___ Study material ___
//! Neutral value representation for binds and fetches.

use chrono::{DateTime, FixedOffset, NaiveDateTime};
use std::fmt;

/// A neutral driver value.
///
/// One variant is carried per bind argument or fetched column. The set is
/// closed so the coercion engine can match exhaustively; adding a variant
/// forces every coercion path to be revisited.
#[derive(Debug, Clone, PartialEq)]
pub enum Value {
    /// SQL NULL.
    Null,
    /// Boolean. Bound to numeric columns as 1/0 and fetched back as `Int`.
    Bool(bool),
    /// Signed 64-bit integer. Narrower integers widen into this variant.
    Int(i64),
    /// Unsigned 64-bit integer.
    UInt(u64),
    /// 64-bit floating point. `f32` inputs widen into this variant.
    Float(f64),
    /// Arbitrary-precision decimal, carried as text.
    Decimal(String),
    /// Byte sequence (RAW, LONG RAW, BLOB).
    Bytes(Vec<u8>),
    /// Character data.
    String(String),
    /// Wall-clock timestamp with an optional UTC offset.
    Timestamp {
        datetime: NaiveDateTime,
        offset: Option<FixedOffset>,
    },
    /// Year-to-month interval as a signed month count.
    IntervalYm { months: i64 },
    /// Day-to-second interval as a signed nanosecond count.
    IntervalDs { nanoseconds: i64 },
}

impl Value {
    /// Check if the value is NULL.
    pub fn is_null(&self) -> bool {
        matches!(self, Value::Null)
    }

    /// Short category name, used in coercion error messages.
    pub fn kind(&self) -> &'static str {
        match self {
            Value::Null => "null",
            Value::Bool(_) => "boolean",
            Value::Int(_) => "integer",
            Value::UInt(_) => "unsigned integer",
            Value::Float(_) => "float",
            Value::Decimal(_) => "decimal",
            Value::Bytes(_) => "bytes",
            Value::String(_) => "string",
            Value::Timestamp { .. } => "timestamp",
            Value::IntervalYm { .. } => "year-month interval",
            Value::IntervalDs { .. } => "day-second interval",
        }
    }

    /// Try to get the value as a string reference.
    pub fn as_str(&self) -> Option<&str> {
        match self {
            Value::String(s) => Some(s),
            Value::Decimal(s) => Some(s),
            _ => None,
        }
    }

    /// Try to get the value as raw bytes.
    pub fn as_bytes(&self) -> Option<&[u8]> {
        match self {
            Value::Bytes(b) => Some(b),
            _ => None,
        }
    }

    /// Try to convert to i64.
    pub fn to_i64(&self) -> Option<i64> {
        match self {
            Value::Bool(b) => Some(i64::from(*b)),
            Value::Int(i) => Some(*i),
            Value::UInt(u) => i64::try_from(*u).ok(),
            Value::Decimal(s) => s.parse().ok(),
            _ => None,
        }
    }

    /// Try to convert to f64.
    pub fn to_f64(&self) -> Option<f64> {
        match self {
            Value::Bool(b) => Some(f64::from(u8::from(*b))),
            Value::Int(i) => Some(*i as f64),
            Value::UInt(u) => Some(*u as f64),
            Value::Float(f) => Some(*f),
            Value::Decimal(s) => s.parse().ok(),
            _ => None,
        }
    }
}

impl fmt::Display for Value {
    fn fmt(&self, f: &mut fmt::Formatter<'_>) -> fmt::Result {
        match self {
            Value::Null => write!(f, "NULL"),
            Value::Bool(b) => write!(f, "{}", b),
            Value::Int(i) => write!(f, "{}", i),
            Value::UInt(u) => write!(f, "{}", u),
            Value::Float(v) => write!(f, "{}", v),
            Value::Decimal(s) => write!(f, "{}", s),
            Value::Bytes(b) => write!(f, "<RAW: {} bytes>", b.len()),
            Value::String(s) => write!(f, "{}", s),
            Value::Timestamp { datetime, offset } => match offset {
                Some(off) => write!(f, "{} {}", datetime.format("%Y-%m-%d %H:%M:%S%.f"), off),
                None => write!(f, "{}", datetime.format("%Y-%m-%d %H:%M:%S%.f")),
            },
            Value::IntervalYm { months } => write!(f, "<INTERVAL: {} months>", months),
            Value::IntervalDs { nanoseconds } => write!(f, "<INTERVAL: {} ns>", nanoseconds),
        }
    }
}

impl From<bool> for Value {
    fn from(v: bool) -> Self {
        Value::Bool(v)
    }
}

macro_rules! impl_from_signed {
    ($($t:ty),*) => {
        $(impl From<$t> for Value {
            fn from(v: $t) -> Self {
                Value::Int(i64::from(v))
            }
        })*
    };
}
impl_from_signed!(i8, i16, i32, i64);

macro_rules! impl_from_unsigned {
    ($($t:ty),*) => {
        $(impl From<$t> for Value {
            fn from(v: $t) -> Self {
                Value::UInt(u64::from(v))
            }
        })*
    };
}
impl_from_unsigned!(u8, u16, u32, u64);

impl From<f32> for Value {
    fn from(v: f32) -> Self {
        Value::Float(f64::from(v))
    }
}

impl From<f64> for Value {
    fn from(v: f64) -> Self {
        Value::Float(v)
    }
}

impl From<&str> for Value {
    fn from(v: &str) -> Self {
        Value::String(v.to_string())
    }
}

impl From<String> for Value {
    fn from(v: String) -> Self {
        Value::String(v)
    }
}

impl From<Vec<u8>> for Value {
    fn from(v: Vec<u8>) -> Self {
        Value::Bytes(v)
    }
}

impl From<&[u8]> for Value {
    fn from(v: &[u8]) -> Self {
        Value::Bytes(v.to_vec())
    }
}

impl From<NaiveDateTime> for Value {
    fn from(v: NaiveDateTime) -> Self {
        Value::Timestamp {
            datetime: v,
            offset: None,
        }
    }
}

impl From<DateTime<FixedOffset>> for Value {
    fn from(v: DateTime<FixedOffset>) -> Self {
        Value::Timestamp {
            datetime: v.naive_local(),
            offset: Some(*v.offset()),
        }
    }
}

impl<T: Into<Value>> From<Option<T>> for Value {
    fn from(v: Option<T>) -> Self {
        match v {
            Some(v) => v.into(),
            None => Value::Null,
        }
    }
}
___
___ Study material ___
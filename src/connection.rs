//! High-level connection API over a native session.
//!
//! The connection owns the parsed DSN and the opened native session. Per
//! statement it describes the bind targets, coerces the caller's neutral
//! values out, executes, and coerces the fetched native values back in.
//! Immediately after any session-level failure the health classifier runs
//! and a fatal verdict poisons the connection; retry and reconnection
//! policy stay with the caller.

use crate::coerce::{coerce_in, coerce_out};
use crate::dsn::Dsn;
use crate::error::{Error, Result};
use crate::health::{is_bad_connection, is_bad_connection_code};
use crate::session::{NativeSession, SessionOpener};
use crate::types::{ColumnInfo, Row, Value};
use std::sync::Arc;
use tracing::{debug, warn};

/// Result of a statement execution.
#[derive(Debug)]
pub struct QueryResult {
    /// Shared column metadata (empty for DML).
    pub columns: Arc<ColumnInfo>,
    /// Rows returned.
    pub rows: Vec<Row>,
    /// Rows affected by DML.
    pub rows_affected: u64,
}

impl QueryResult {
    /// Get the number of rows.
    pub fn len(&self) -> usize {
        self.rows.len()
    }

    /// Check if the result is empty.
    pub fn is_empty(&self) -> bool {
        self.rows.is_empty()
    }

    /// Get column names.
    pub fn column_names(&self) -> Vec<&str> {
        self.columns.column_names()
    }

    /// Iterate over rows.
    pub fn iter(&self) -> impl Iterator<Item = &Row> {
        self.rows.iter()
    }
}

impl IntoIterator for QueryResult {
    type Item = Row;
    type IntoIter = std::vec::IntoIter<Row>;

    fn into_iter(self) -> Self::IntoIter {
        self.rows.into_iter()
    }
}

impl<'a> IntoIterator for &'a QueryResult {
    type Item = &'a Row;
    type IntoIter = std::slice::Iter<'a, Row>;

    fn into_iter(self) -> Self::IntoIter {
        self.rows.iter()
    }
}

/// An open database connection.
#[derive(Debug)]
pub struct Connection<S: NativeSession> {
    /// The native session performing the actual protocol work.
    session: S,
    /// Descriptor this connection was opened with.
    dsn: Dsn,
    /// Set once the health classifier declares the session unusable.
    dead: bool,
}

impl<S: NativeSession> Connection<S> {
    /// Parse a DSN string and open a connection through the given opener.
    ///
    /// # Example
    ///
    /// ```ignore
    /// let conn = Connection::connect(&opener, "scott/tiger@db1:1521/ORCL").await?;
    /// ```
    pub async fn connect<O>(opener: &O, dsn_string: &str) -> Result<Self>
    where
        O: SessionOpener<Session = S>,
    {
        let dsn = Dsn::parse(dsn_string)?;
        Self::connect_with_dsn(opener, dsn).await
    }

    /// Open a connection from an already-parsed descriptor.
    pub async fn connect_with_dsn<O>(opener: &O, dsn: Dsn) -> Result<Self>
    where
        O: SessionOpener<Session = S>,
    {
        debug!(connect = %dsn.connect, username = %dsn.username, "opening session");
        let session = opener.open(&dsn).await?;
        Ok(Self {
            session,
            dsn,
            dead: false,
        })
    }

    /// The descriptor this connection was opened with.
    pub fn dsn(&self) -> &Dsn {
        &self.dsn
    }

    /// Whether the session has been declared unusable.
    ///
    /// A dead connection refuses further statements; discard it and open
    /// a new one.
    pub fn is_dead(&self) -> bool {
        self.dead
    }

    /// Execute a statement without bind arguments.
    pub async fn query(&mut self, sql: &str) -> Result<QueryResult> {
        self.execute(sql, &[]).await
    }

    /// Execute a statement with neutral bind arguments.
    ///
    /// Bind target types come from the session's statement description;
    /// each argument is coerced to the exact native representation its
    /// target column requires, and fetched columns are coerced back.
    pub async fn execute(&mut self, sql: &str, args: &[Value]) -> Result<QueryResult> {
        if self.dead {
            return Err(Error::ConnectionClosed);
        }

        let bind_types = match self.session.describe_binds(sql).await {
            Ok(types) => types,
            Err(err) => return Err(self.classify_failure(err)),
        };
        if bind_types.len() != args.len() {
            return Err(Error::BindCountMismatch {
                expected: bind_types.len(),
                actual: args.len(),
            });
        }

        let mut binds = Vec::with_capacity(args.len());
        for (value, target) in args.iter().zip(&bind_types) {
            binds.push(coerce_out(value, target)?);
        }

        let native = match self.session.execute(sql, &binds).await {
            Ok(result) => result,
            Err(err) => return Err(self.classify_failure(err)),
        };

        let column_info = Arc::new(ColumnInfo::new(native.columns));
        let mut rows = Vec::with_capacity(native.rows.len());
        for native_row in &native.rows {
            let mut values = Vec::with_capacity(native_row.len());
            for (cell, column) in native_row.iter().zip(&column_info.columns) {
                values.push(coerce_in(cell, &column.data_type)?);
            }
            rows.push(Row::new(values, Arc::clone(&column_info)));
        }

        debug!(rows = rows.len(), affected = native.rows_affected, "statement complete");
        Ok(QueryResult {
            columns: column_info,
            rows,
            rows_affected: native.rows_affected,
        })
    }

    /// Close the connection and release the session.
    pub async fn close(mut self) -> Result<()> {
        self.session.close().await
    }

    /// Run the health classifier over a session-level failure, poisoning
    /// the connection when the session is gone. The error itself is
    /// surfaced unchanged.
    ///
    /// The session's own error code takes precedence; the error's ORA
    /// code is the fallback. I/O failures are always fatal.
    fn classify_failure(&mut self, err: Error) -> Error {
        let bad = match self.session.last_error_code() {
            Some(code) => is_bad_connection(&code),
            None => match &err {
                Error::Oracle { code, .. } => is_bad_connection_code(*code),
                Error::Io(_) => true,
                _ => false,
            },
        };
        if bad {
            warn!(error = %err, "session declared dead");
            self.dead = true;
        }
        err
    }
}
___
**Task brief:**
Where does the string "declared" appear in the records above? Return every line that holds it.

**Task response:**
    /// Whether the session has been declared unusable.
            warn!(error = %err, "session declared dead");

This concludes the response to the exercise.